Un magistrat peut connaître des impôts d’une société en tant que président de la commission départementale des impôts directs et des taxes sur le chiffre d’affaires (CDI)… puis en tant que magistrat rapporteur connaître des impôts dus par l’associé de cette société. Ce ne sont pas les mêmes impôts. Pas le même contribuable… Donc (peut être sauf particulière transparence fiscale de la société) le juge peut connaître des deux sans entacher ses décisions d’impartialité.

S’il est une institution dont on attend une stricte impartialité, c’est bien la Justice, dont même les symboles les plus usuels (balance ; yeux bandés) représentent cette vertu.
D’où une foultitude de règles, de la déontologie des juges jusqu’aux procédures de « suspicion légitime », de « récusation » des juges, de censure à hauteur d’appel ou de cassation de décisions entachées par un risque d’impartialité du juge…

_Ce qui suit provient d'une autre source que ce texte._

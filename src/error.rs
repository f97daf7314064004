//! Rich diagnostic error types for the proofweb engine.
//!
//! Each subsystem defines its own error type with miette `#[diagnostic]` derives,
//! providing error codes and help text so callers know exactly which mutation
//! was rejected and why. Construction-time errors are raised before any state
//! changes; proof propagation never produces an error.

use miette::Diagnostic;
use thiserror::Error;

/// Top-level error type for the proofweb engine.
///
/// Each variant wraps a subsystem-specific error, preserving the full diagnostic
/// chain through to the caller.
#[derive(Debug, Error, Diagnostic)]
pub enum ProofError {
    #[error(transparent)]
    #[diagnostic(transparent)]
    Term(#[from] TermError),

    #[error(transparent)]
    #[diagnostic(transparent)]
    Structure(#[from] StructureError),

    #[error(transparent)]
    #[diagnostic(transparent)]
    Naming(#[from] NamingError),

    #[error(transparent)]
    #[diagnostic(transparent)]
    Undelete(#[from] UndeleteError),

    #[error(transparent)]
    #[diagnostic(transparent)]
    Store(#[from] StoreError),

    #[error(transparent)]
    #[diagnostic(transparent)]
    Engine(#[from] EngineError),
}

impl ProofError {
    /// Whether this error signals a broken internal invariant rather than a
    /// rejected request. Fatal errors should abort the surrounding transaction.
    pub fn is_fatal(&self) -> bool {
        matches!(self, ProofError::Engine(EngineError::Inconsistent { .. }))
    }
}

// ---------------------------------------------------------------------------
// Term errors
// ---------------------------------------------------------------------------

#[derive(Debug, Error, Diagnostic)]
pub enum TermError {
    #[error("term has no type: {term}")]
    #[diagnostic(
        code(pw::term::untyped),
        help("Tau is the type of propositions and has no type itself. Use it as a parameter type, not as a value.")
    )]
    Untyped { term: String },

    #[error("type mismatch: expected {expected}, found {found}")]
    #[diagnostic(
        code(pw::term::type_mismatch),
        help(
            "The argument's type must equal the function's parameter type \
             (up to renaming of bound parameters)."
        )
    )]
    TypeMismatch { expected: String, found: String },

    #[error("cannot compose: {term} is not a function")]
    #[diagnostic(
        code(pw::term::not_a_function),
        help("Only terms whose type is a function type can be applied to an argument.")
    )]
    NotAFunction { term: String },

    #[error("replacement target is not a variable: {term}")]
    #[diagnostic(
        code(pw::term::not_a_variable),
        help("`replace` substitutes statement variables or bound parameters only.")
    )]
    NotAVariable { term: String },
}

// ---------------------------------------------------------------------------
// Structural errors
// ---------------------------------------------------------------------------

#[derive(Debug, Error, Diagnostic)]
pub enum StructureError {
    #[error("variable {variable} is not visible from context {context}")]
    #[diagnostic(
        code(pw::structure::unbound_variable),
        help(
            "Every variable in a new term must denote a statement of this context \
             or one of its ancestors."
        )
    )]
    UnboundVariable { variable: u64, context: String },

    #[error("variable {variable} carries a type that differs from its statement's term")]
    #[diagnostic(
        code(pw::structure::variable_type),
        help("Build variable references with `Term::var(&statement)` so the type matches.")
    )]
    VariableTypeMismatch { variable: u64 },

    #[error("term is not cast-free: {term}")]
    #[diagnostic(
        code(pw::structure::not_cast_free),
        help("Resolve pending type casts before asserting the term.")
    )]
    NotCastFree { term: String },

    #[error("declared value has no well-formed type: {value}")]
    #[diagnostic(
        code(pw::structure::untyped_declaration),
        help("A declaration's term is the type of its value, so the value must type-check.")
    )]
    UntypedDeclaration {
        value: String,
        #[source]
        source: TermError,
    },

    #[error("statement {id} not found")]
    #[diagnostic(
        code(pw::structure::not_found),
        help("The statement does not exist. It may have been deleted by another transaction.")
    )]
    NotFound { id: u64 },

    #[error("statement {id} is not a context")]
    #[diagnostic(
        code(pw::structure::not_a_context),
        help("This operation needs a context (including root and unfolding contexts).")
    )]
    NotAContext { id: u64 },

    #[error("statement {id} is not a declaration")]
    #[diagnostic(
        code(pw::structure::not_a_declaration),
        help("Unfolding contexts unfold the value of a declaration.")
    )]
    NotADeclaration { id: u64 },

    #[error("statement {id} is not local to context {context}")]
    #[diagnostic(
        code(pw::structure::not_in_context),
        help("Delete statements through the context that directly owns them.")
    )]
    NotInContext { id: u64, context: u64 },

    #[error("statement {id} has {count} dependent statement(s)")]
    #[diagnostic(
        code(pw::structure::has_dependents),
        help(
            "Delete the dependents first, or use `delete_statement_cascade` to \
             remove them together with this statement."
        )
    )]
    HasDependents { id: u64, count: usize },

    #[error("assumption {id} cannot be deleted on its own")]
    #[diagnostic(
        code(pw::structure::assumption),
        help("Assumptions belong to their context. Delete the owning context instead.")
    )]
    CannotDeleteAssumption { id: u64 },

    #[error("cyclic copy detected at statement {id}")]
    #[diagnostic(
        code(pw::structure::copy_cycle),
        help("A context cannot be copied into itself or into one of its own descendants.")
    )]
    CopyCycle { id: u64 },

    #[error("no counterpart for statement {id} in the copy correspondence")]
    #[diagnostic(
        code(pw::structure::missing_counterpart),
        help(
            "Assumptions are never copied; they resolve through the copy of their \
             owning context, which must be part of the copy or the correspondence map."
        )
    )]
    MissingCounterpart { id: u64 },

    #[error("statement {id} already has an authority")]
    #[diagnostic(
        code(pw::structure::authority_exists),
        help("Delete the existing authority before creating a new one.")
    )]
    AuthorityExists { id: u64 },

    #[error("statement {id} has no authority")]
    #[diagnostic(
        code(pw::structure::no_authority),
        help("Create an authority for the statement first.")
    )]
    NoAuthority { id: u64 },
}

// ---------------------------------------------------------------------------
// Naming errors
// ---------------------------------------------------------------------------

#[derive(Debug, Error, Diagnostic)]
pub enum NamingError {
    #[error("invalid identifier: {identifier:?}")]
    #[diagnostic(
        code(pw::naming::invalid),
        help("Identifiers are dot-separated names, each starting with a letter or underscore.")
    )]
    InvalidIdentifier { identifier: String },

    #[error("identifier {identifier} already in use by statement {existing}")]
    #[diagnostic(
        code(pw::naming::in_use),
        help("Pick another identifier or unidentify the existing statement first.")
    )]
    AlreadyInUse { identifier: String, existing: u64 },

    #[error("statement {id} has no identifier")]
    #[diagnostic(
        code(pw::naming::not_identified),
        help("Only identified statements can be unidentified.")
    )]
    NotIdentified { id: u64 },

    #[error("statement {id} has a signed authority")]
    #[diagnostic(
        code(pw::naming::signed),
        help(
            "Renaming would invalidate the authority's signature. Retry with \
             `force = true` to rename anyway and drop the signature."
        )
    )]
    SignedStatement { id: u64 },
}

// ---------------------------------------------------------------------------
// Undelete errors
// ---------------------------------------------------------------------------

#[derive(Debug, Error, Diagnostic)]
pub enum UndeleteError {
    #[error("nothing to undelete")]
    #[diagnostic(
        code(pw::undelete::empty),
        help("The undo log is empty: no committed deletion is left in this session.")
    )]
    NothingToUndelete,

    #[error("context {context} of statement {id} no longer exists")]
    #[diagnostic(
        code(pw::undelete::context_missing),
        help("The statement's context was deleted after it. Undelete the context first.")
    )]
    ContextMissing { id: u64, context: u64 },
}

// ---------------------------------------------------------------------------
// Store errors
// ---------------------------------------------------------------------------

#[derive(Debug, Error, Diagnostic)]
pub enum StoreError {
    #[error("I/O error: {source}")]
    #[diagnostic(
        code(pw::store::io),
        help(
            "A filesystem operation failed. Check that the data directory exists, \
             has correct permissions, and that the disk is not full."
        )
    )]
    Io {
        #[source]
        source: std::io::Error,
    },

    #[error("redb transaction error: {message}")]
    #[diagnostic(
        code(pw::store::redb),
        help(
            "The embedded database encountered a transaction error. \
             This may indicate corruption; try running with a fresh data directory."
        )
    )]
    Redb { message: String },

    #[error("serialization error: {message}")]
    #[diagnostic(
        code(pw::store::serde),
        help(
            "Failed to serialize or deserialize a statement record. \
             This usually means the stored format changed between versions."
        )
    )]
    Serialization { message: String },

    #[error("timed out waiting for the lock on statement {id}")]
    #[diagnostic(
        code(pw::store::lock_timeout),
        help(
            "Another transaction holds the record lock. Retry later or raise \
             `lock_timeout_ms` in the engine configuration."
        )
    )]
    LockTimeout { id: u64 },

    #[error("transaction {id} is already closed")]
    #[diagnostic(
        code(pw::store::closed),
        help("Begin a new transaction with `Engine::begin()`.")
    )]
    TransactionClosed { id: u64 },
}

// ---------------------------------------------------------------------------
// Engine errors
// ---------------------------------------------------------------------------

#[derive(Debug, Error, Diagnostic)]
pub enum EngineError {
    #[error("invalid configuration: {message}")]
    #[diagnostic(
        code(pw::engine::invalid_config),
        help("Check the EngineConfig fields. {message}")
    )]
    InvalidConfig { message: String },

    #[error("failed to read engine config: {path}")]
    #[diagnostic(
        code(pw::engine::config_read),
        help("Ensure the config file exists and is readable.")
    )]
    ConfigRead {
        path: String,
        #[source]
        source: std::io::Error,
    },

    #[error("failed to parse engine config: {path}: {message}")]
    #[diagnostic(
        code(pw::engine::config_parse),
        help("Check the TOML syntax in the config file.")
    )]
    ConfigParse { path: String, message: String },

    #[error("failed to write engine config: {path}")]
    #[diagnostic(
        code(pw::engine::config_write),
        help("Check that the parent directory is writable.")
    )]
    ConfigWrite {
        path: String,
        #[source]
        source: std::io::Error,
    },

    #[error("internal inconsistency: {message}")]
    #[diagnostic(
        code(pw::engine::inconsistent),
        help(
            "The statement graph violates one of its own invariants. This is a bug; \
             abort the transaction and file a report."
        )
    )]
    Inconsistent { message: String },
}

/// Convenience alias for functions returning proofweb results.
pub type ProofResult<T> = std::result::Result<T, ProofError>;

#[cfg(test)]
mod tests {
    use super::*;

    #[test]
    fn structure_error_converts_to_proof_error() {
        let err = StructureError::HasDependents { id: 3, count: 2 };
        let proof: ProofError = err.into();
        assert!(matches!(
            proof,
            ProofError::Structure(StructureError::HasDependents { id: 3, count: 2 })
        ));
    }

    #[test]
    fn signed_rename_is_a_distinct_naming_error() {
        let err: ProofError = NamingError::SignedStatement { id: 9 }.into();
        assert!(matches!(err, ProofError::Naming(NamingError::SignedStatement { .. })));
        assert!(!err.is_fatal());
    }

    #[test]
    fn inconsistency_is_fatal() {
        let err: ProofError = EngineError::Inconsistent {
            message: "assumption outside a context".into(),
        }
        .into();
        assert!(err.is_fatal());
    }

    #[test]
    fn error_display_messages_are_descriptive() {
        let err = StructureError::NotInContext { id: 12, context: 4 };
        let msg = format!("{err}");
        assert!(msg.contains("12"));
        assert!(msg.contains("4"));
    }
}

Sur un point général à ce sujet, voir :
Mais il est intéressant de voir que le Conseil d’Etat, souvent prompt à s’assurer de souplesse interne en ces domaines, vient de considérer que s’il n’y a pas transparence entre personne physique et morale, si l’on peut s’abriter derrière l’opacité (l’écran) qui existe entre une société et son associé… alors il n’y a pas d’impartialité à ce qu’un magistrat, en fiscal, ait eu à traiter, une fois de la société, en tant que contribuable personne morale, et une fois d’un associé de cette société en tant que contribuable physique.
En l’espèce, ce magistrat avait :
- d’une part présidé la commission départementale des impôts directs et des taxes sur le chiffre d’affaires (CDI – Article 1651 du CGI ), saisie d’un désaccord opposant la société à l’administration fiscale
- puis, d’autre part, participé (en tant que rapporteur — à ne pas confondre avec le rapporteur public !) au jugement d’un litige concernant l’associé de cette même société au titre d’impositions différentes.

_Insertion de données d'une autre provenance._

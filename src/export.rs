//! Export types for serializing a proof.
//!
//! These types provide human-readable, name-resolved representations of
//! statements suitable for JSON export, plus a Graphviz rendering of a
//! context's dependency graph.

use std::collections::HashMap;

use petgraph::dot::Dot;
use petgraph::graph::{DiGraph, NodeIndex};
use serde::{Deserialize, Serialize};

use crate::engine::Engine;
use crate::error::{ProofResult, StoreError};
use crate::graph::order::dependency_sorted;
use crate::graph::subtree;
use crate::id::StatementId;
use crate::statement::{Statement, StatementKind};

/// Exported statement with its term rendered as text.
#[derive(Debug, Clone, PartialEq, Eq, Serialize, Deserialize)]
pub struct StatementExport {
    /// Numeric statement ID.
    pub id: u64,
    /// Owning context ID, absent for a root context.
    pub context: Option<u64>,
    /// Statement kind (assumption, declaration, specialization, context, ...).
    pub kind: String,
    /// Identifier in the owning scope, if named.
    pub identifier: Option<String>,
    pub term: String,
    pub proved: bool,
    pub dependencies: Vec<u64>,
    /// Declaration value or specialization instance.
    pub value: Option<String>,
    /// Specialized statement or unfolded declaration.
    pub general: Option<u64>,
    /// Ordered assumption IDs of a context.
    pub assumptions: Vec<u64>,
    /// Consequent of a context.
    pub consequent: Option<String>,
}

impl From<&Statement> for StatementExport {
    fn from(st: &Statement) -> Self {
        let (value, general) = match &st.kind {
            StatementKind::Declaration { value } => (Some(value.to_string()), None),
            StatementKind::Specialization { general, instance } => (Some(instance.to_string()), Some(general.get())),
            StatementKind::Context(_) => (None, st.structural_dependencies().first().map(|id| id.get())),
            StatementKind::Assumption { .. } => (None, None),
        };
        Self {
            id: st.id.get(),
            context: st.context_id.map(StatementId::get),
            kind: st.kind.label().to_string(),
            identifier: st.identifier.as_ref().map(ToString::to_string),
            term: st.term.to_string(),
            proved: st.proved,
            dependencies: st.dependencies.iter().map(|id| id.get()).collect(),
            value,
            general,
            assumptions: st.assumptions().iter().map(|id| id.get()).collect(),
            consequent: st.consequent().map(ToString::to_string),
        }
    }
}

impl Engine {
    /// Export `context` and its whole sub-tree, contexts before their
    /// contents and every statement after its local dependencies.
    pub fn export_context(&self, context: StatementId) -> ProofResult<Vec<StatementExport>> {
        self.require_context(context)?;
        let ids: Vec<StatementId> = subtree(self.store(), context).into_iter().collect();
        Ok(dependency_sorted(self.store(), &ids, true)
            .into_iter()
            .filter_map(|id| self.store().get(id))
            .map(|st| StatementExport::from(&st))
            .collect())
    }

    /// [`Engine::export_context`] as pretty-printed JSON.
    pub fn export_json(&self, context: StatementId) -> ProofResult<String> {
        let records = self.export_context(context)?;
        serde_json::to_string_pretty(&records).map_err(|e| {
            StoreError::Serialization {
                message: e.to_string(),
            }
            .into()
        })
    }

    /// Graphviz DOT of the sub-tree of `context`: `uses` edges run from a
    /// dependency to its dependent, `contains` edges from a context to its
    /// local statements.
    pub fn dependency_dot(&self, context: StatementId) -> ProofResult<String> {
        self.require_context(context)?;
        let store = self.store();
        let members = subtree(store, context);

        let mut graph: DiGraph<String, &'static str> = DiGraph::new();
        let mut nodes: HashMap<StatementId, NodeIndex> = HashMap::new();
        for &id in &members {
            let Some(st) = store.get(id) else { continue };
            let label = match &st.identifier {
                Some(name) => format!("{name} : {}", st.term),
                None => format!("{id} : {}", st.term),
            };
            nodes.insert(id, graph.add_node(label));
        }
        for &id in &members {
            let Some(st) = store.get(id) else { continue };
            let Some(&to) = nodes.get(&id) else { continue };
            for dep in &st.dependencies {
                if let Some(&from) = nodes.get(dep) {
                    graph.add_edge(from, to, "uses");
                }
            }
            if let Some(&owner) = st.context_id.as_ref().and_then(|c| nodes.get(c)) {
                graph.add_edge(owner, to, "contains");
            }
        }

        tracing::debug!(
            context = %context,
            nodes = graph.node_count(),
            edges = graph.edge_count(),
            "rendered dependency graph"
        );
        Ok(format!("{}", Dot::new(&graph)))
    }
}
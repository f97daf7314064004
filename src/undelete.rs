//! Undo log of committed deletions.
//!
//! Each delete operation produces one [`DeletionBatch`]; batches enter the
//! session's [`UndoLog`] when their transaction commits. [`Engine::undelete`]
//! takes the most recent batch and rebuilds its statements in reverse
//! deletion order with their original ids (contexts re-create their
//! assumptions with the original assumption ids), then restores identifiers
//! where the name is still free.

use std::collections::VecDeque;
use std::sync::Mutex;

use crate::authority::StatementAuthority;
use crate::engine::Engine;
use crate::error::{EngineError, ProofError, ProofResult, UndeleteError};
use crate::id::StatementId;
use crate::identifier::Identifier;
use crate::statement::{Statement, StatementKind};
use crate::transaction::Transaction;

/// A removed statement as it was just before removal.
#[derive(Debug, Clone, PartialEq)]
pub struct DeletedStatement {
    pub statement: Statement,
    /// Assumption records of a removed context.
    pub assumptions: Vec<Statement>,
    pub authority: Option<StatementAuthority>,
}

/// The statements removed by one delete operation, in removal order.
#[derive(Debug, Clone, Default, PartialEq)]
pub struct DeletionBatch {
    pub statements: Vec<DeletedStatement>,
}

impl DeletionBatch {
    pub fn push(&mut self, deleted: DeletedStatement) {
        self.statements.push(deleted);
    }

    pub fn len(&self) -> usize {
        self.statements.len()
    }

    pub fn is_empty(&self) -> bool {
        self.statements.is_empty()
    }
}

/// Bounded stack of deletion batches for one session.
#[derive(Debug)]
pub struct UndoLog {
    depth: usize,
    batches: Mutex<VecDeque<DeletionBatch>>,
}

impl UndoLog {
    pub fn new(depth: usize) -> Self {
        Self {
            depth: depth.max(1),
            batches: Mutex::new(VecDeque::new()),
        }
    }

    /// Push a batch, dropping the oldest beyond the configured depth.
    pub fn push(&self, batch: DeletionBatch) {
        let mut batches = self.batches.lock().expect("undo log lock poisoned");
        batches.push_back(batch);
        while batches.len() > self.depth {
            batches.pop_front();
        }
    }

    pub fn pop(&self) -> Option<DeletionBatch> {
        self.batches.lock().expect("undo log lock poisoned").pop_back()
    }

    pub fn len(&self) -> usize {
        self.batches.lock().expect("undo log lock poisoned").len()
    }

    pub fn is_empty(&self) -> bool {
        self.len() == 0
    }

    pub fn clear(&self) {
        self.batches.lock().expect("undo log lock poisoned").clear();
    }
}

/// Outcome of one undelete.
#[derive(Debug, Default)]
pub struct UndeleteReport {
    /// Statements rebuilt, in rebuild order.
    pub restored: Vec<StatementId>,
    /// Statements that could not be rebuilt.
    pub failed: Vec<(StatementId, ProofError)>,
    /// Identifiers left off because the name was taken meanwhile.
    pub unnamed: Vec<(StatementId, Identifier)>,
}

impl UndeleteReport {
    pub fn is_complete(&self) -> bool {
        self.failed.is_empty()
    }
}

impl Engine {
    /// Rebuild the most recently committed deletion batch.
    pub fn undelete(&self, txn: &Transaction) -> ProofResult<UndeleteReport> {
        txn.ensure_open()?;
        let batch = self.undo_log().pop().ok_or(UndeleteError::NothingToUndelete)?;

        let mut report = UndeleteReport::default();
        for deleted in batch.statements.iter().rev() {
            let id = deleted.statement.id;
            match self.rebuild_statement(txn, deleted) {
                Ok(()) => report.restored.push(id),
                Err(e) => {
                    tracing::warn!(statement = %id, error = %e, "statement not restored");
                    report.failed.push((id, e));
                }
            }
        }
        for deleted in batch.statements.iter().rev() {
            if !report.restored.contains(&deleted.statement.id) {
                continue;
            }
            let names = std::iter::once(&deleted.statement)
                .chain(deleted.assumptions.iter())
                .filter_map(|st| st.identifier.clone().map(|name| (st.id, name)));
            for (id, name) in names {
                if !self.restore_name(txn, id, &name) {
                    tracing::warn!(statement = %id, identifier = %name, "identifier taken, restored unnamed");
                    report.unnamed.push((id, name));
                }
            }
            if let Some(authority) = &deleted.authority {
                self.store().put_authority(txn, authority.clone());
                self.listeners().authority_created(txn, authority);
            }
        }

        txn.record_undelete(batch);
        tracing::info!(
            restored = report.restored.len(),
            failed = report.failed.len(),
            "undelete finished"
        );
        Ok(report)
    }

    fn rebuild_statement(&self, txn: &Transaction, deleted: &DeletedStatement) -> ProofResult<()> {
        let st = &deleted.statement;
        if let Some(context) = st.context_id {
            if !self.store().get(context).is_some_and(|c| c.is_context()) {
                return Err(UndeleteError::ContextMissing {
                    id: st.id.get(),
                    context: context.get(),
                }
                .into());
            }
        }
        self.store().reserve(st.id);

        match (&st.kind, st.context_id) {
            (StatementKind::Declaration { value }, Some(ctx)) => {
                self.insert_declaration(txn, ctx, value.clone(), st.id)?;
            }
            (StatementKind::Specialization { general, instance }, Some(ctx)) => {
                self.insert_specialization(txn, ctx, *general, instance.clone(), st.id)?;
            }
            (StatementKind::Context(data), owner) => {
                self.validate_term(owner, &st.term)?;
                for assumption in &data.assumptions {
                    self.store().reserve(*assumption);
                }
                self.insert_context(txn, owner, st.term.clone(), data.kind, st.id, Some(&data.assumptions))?;
            }
            (StatementKind::Assumption { .. }, _) | (_, None) => {
                return Err(EngineError::Inconsistent {
                    message: format!("{} cannot be rebuilt on its own", st.kind.label()),
                }
                .into());
            }
        }
        Ok(())
    }

    fn restore_name(&self, txn: &Transaction, id: StatementId, name: &Identifier) -> bool {
        let Some(mut st) = self.store().get(id) else {
            return false;
        };
        if self.store().lookup_name(st.context_id, name).is_some() {
            return false;
        }
        st.identifier = Some(name.clone());
        self.store().put(txn, st);
        true
    }
}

Le Conseil d’Etat a estimé que le principe d’impartialité n’avait pas, en l’espèce, été méconnu.
Certes un magistrat ne peut-il évidemment pas présider la CDI puis siéger à la formation de jugement pour la même affaire (CE, 16 janvier 1995, n°135343).
Mais là le contribuable était juridiquement différent (même si derrière se trouve la même personne physique) pour des impôts différents (mais avec des liens pour un dirigeant de société entre impôt sur le revenu et dividendes et impôts sur les sociétés !).

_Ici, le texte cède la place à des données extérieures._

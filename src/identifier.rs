//! Human-readable statement identifiers.
//!
//! Identifiers are dot-separated names (`group.lemma_2`). Each component
//! starts with a letter or underscore; the leading components act as a
//! namespace for display and lookup purposes only.

use std::sync::LazyLock;

use regex::Regex;
use serde::{Deserialize, Serialize};

use crate::error::NamingError;

static IDENTIFIER_RE: LazyLock<Regex> = LazyLock::new(|| {
    Regex::new(r"^[A-Za-z_][A-Za-z0-9_']*(\.[A-Za-z_][A-Za-z0-9_']*)*$").unwrap()
});

/// A validated statement identifier.
#[derive(Debug, Clone, PartialEq, Eq, Hash, PartialOrd, Ord, Serialize, Deserialize)]
#[serde(transparent)]
pub struct Identifier(String);

impl Identifier {
    /// Validate and wrap an identifier.
    pub fn new(raw: impl Into<String>) -> Result<Self, NamingError> {
        let raw = raw.into();
        if IDENTIFIER_RE.is_match(&raw) {
            Ok(Identifier(raw))
        } else {
            Err(NamingError::InvalidIdentifier { identifier: raw })
        }
    }

    pub fn as_str(&self) -> &str {
        &self.0
    }

    /// Namespace components, excluding the final name.
    pub fn namespace(&self) -> impl Iterator<Item = &str> {
        let mut parts: Vec<&str> = self.0.split('.').collect();
        parts.pop();
        parts.into_iter()
    }

    /// The final component.
    pub fn name(&self) -> &str {
        self.0.rsplit('.').next().unwrap_or(&self.0)
    }
}

impl std::fmt::Display for Identifier {
    fn fmt(&self, f: &mut std::fmt::Formatter<'_>) -> std::fmt::Result {
        f.write_str(&self.0)
    }
}

impl std::str::FromStr for Identifier {
    type Err = NamingError;

    fn from_str(s: &str) -> Result<Self, Self::Err> {
        Identifier::new(s)
    }
}
//! Term capability: immutable, structurally comparable typed terms.
//!
//! The statement graph only needs a handful of operations from its term
//! calculus: free variables, type inference, composition, replacement,
//! unprojection and a cast check. This module provides a small dependent
//! calculus implementing exactly those.
//!
//! Statement variables are referenced by [`StatementId`] and carry their type
//! (the referenced statement's term). Bound parameters are identified by a
//! process-unique [`ParamId`]; equality and hashing are taken up to renaming
//! of bound parameters, so two separately built copies of `A -> B -> B` are
//! the same term and land in the same index bucket.

use std::collections::{BTreeSet, HashMap};
use std::hash::{Hash, Hasher};
use std::sync::atomic::{AtomicU64, Ordering};

use serde::{Deserialize, Serialize};

use crate::error::TermError;
use crate::id::StatementId;

static NEXT_PARAM: AtomicU64 = AtomicU64::new(1);

/// Identifier of a bound parameter.
#[derive(Debug, Clone, Copy, PartialEq, Eq, Hash, PartialOrd, Ord, Serialize, Deserialize)]
#[repr(transparent)]
pub struct ParamId(u64);

impl ParamId {
    /// Allocate a parameter id never handed out before in this process.
    pub fn fresh() -> Self {
        ParamId(NEXT_PARAM.fetch_add(1, Ordering::Relaxed))
    }

    /// Get the underlying `u64` value.
    pub fn get(self) -> u64 {
        self.0
    }

    /// Keep fresh ids above parameters restored from the durable tier.
    pub(crate) fn reserve_through(raw: u64) {
        NEXT_PARAM.fetch_max(raw + 1, Ordering::Relaxed);
    }
}

/// A term of the calculus.
#[derive(Debug, Clone, Serialize, Deserialize)]
pub enum Term {
    /// The type of propositions. Has no type itself.
    Tau,
    /// A closed primitive proposition of type [`Term::Tau`].
    Atom(String),
    /// The variable introduced by a statement, typed by that statement's term.
    Var { id: StatementId, ty: Box<Term> },
    /// An occurrence of a bound parameter.
    Param { id: ParamId, ty: Box<Term> },
    /// Abstraction over `param`. A function type when `body` is itself a type.
    Function {
        param: ParamId,
        param_ty: Box<Term>,
        body: Box<Term>,
    },
    /// Application of `head` to `arg`.
    Composition { head: Box<Term>, arg: Box<Term> },
    /// A projected function; [`Term::unproject`] strips the marker.
    Projection(Box<Term>),
    /// A pending cast standing for the type of the inner term.
    TypeCast(Box<Term>),
}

En cas d’entreprise transparente, au sens fiscal de cette expression, une solution différente eût sans doute été dégagée par la Haute Assemblée ? On peut supposer que oui mais rappelons que le juge administratif est fort bon avec ses ouailles en ce domaine, et fort arrangeant pour l’organisation de ses juridictions :
- A pu régulièrement siéger, dans la formation d’une cour administrative d’appel statuant sur les conclusions en décharge dirigées par un contribuable contre l’impôt sur le revenu mis à sa charge au titre d’une année donnée, le magistrat qui avait participé au jugement, en première instance, d’un litige portant sur le supplément d’impôt sur le revenu mis à la charge du même contribuable au titre d’une autre année et relatif, par suite, à une autre affaire, alors même que la cour se serait expressément référée, dans son arrêt, à des faits constatés dans le jugement de première instance…. CE, 30 juin 2004, n° 245305, rec. T. pp. 656-836. Ce qui est tout de même très fort de café.
- dans un autres domaine, un juge peut connaître d’une affaire dont il a eu à connaître dans « l’administration active » en tant que cadre même si c’est il y a moins de trois ans (durée qui devrait être un « standard » au sens rialsien de l’expression puisque c’est tout de même le délai fixé pour d’autres risques très analogues par l‘article 432-13 du code pénal… Voir de nouveau ici).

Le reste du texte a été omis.